Stored data:
┌──
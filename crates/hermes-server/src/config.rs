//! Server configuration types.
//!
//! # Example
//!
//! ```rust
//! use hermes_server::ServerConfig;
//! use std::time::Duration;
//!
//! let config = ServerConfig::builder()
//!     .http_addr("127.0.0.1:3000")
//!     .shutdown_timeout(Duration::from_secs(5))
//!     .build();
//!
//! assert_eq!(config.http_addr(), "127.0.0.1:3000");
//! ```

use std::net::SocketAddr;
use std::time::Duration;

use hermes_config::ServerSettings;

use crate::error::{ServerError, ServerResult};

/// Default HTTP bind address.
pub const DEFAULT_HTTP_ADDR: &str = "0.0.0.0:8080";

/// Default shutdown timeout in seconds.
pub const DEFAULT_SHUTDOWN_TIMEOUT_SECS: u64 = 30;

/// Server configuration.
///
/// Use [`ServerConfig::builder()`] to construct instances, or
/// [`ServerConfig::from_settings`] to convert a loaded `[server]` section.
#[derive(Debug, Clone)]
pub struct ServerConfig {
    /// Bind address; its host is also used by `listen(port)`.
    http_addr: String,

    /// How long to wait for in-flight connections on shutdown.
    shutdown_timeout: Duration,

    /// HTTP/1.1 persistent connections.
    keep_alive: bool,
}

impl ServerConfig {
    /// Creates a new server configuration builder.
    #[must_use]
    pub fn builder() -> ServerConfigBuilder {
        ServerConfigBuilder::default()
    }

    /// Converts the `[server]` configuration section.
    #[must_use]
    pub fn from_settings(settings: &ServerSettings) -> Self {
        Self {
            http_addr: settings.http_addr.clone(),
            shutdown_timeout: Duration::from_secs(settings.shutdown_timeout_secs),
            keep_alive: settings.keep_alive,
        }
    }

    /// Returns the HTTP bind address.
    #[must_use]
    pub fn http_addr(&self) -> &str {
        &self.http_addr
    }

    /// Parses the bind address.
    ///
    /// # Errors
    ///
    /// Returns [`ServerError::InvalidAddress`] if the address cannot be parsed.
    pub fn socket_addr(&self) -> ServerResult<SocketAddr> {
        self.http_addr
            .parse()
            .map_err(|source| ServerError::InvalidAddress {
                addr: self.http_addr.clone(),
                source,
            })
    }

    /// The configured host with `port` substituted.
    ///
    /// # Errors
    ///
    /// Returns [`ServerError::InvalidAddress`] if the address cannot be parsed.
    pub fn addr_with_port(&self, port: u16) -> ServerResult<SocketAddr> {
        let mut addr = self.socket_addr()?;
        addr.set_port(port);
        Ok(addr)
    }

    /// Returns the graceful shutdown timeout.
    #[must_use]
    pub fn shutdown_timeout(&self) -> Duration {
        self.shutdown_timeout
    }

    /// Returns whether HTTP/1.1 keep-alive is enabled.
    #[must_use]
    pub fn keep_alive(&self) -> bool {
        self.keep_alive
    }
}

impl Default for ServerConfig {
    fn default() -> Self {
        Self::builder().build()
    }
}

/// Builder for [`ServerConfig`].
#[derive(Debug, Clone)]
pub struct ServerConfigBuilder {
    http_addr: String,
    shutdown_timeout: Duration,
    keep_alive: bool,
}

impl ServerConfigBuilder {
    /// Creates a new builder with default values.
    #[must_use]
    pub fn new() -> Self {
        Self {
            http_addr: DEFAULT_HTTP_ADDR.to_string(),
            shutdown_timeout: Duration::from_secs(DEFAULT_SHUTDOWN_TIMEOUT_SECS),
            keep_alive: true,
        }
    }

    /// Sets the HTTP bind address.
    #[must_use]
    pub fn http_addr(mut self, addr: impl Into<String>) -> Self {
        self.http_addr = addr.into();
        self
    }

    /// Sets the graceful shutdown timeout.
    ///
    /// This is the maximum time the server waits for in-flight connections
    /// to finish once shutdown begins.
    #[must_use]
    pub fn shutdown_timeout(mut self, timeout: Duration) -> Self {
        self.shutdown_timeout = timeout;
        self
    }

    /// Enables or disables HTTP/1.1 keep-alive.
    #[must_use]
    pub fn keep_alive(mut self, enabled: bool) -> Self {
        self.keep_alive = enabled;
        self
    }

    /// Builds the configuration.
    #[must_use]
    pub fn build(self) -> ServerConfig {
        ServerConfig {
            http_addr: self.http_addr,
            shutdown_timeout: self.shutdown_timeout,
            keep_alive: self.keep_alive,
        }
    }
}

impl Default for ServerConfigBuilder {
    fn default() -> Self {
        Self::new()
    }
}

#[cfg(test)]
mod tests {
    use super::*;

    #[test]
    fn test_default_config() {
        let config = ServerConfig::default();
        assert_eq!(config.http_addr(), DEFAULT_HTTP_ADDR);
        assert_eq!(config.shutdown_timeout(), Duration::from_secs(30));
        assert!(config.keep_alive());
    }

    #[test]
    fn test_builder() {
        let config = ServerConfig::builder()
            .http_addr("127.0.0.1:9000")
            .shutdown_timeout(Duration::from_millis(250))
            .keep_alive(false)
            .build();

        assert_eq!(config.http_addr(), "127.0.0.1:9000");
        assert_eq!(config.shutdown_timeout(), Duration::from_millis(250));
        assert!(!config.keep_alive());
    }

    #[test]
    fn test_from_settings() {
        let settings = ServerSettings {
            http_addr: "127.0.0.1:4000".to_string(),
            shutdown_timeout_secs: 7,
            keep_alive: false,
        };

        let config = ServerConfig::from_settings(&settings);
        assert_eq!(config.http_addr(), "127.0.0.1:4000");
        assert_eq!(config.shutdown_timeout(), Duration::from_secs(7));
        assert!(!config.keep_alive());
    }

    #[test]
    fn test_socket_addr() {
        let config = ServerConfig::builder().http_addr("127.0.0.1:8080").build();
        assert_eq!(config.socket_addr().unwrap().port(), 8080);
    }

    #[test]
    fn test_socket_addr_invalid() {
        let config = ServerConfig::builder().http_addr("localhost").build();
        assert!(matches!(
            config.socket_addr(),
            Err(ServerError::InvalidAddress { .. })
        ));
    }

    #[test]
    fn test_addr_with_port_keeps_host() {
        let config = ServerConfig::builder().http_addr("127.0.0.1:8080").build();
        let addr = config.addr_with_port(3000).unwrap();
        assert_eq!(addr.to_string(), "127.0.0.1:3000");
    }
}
└──
§ Your objective
Wherever a line in the data above holds the word "Returns", copy that line.

§ Response
    /// Returns the HTTP bind address.
    /// Returns [`ServerError::InvalidAddress`] if the address cannot be parsed.
    /// Returns [`ServerError::InvalidAddress`] if the address cannot be parsed.
    /// Returns the graceful shutdown timeout.
    /// Returns whether HTTP/1.1 keep-alive is enabled.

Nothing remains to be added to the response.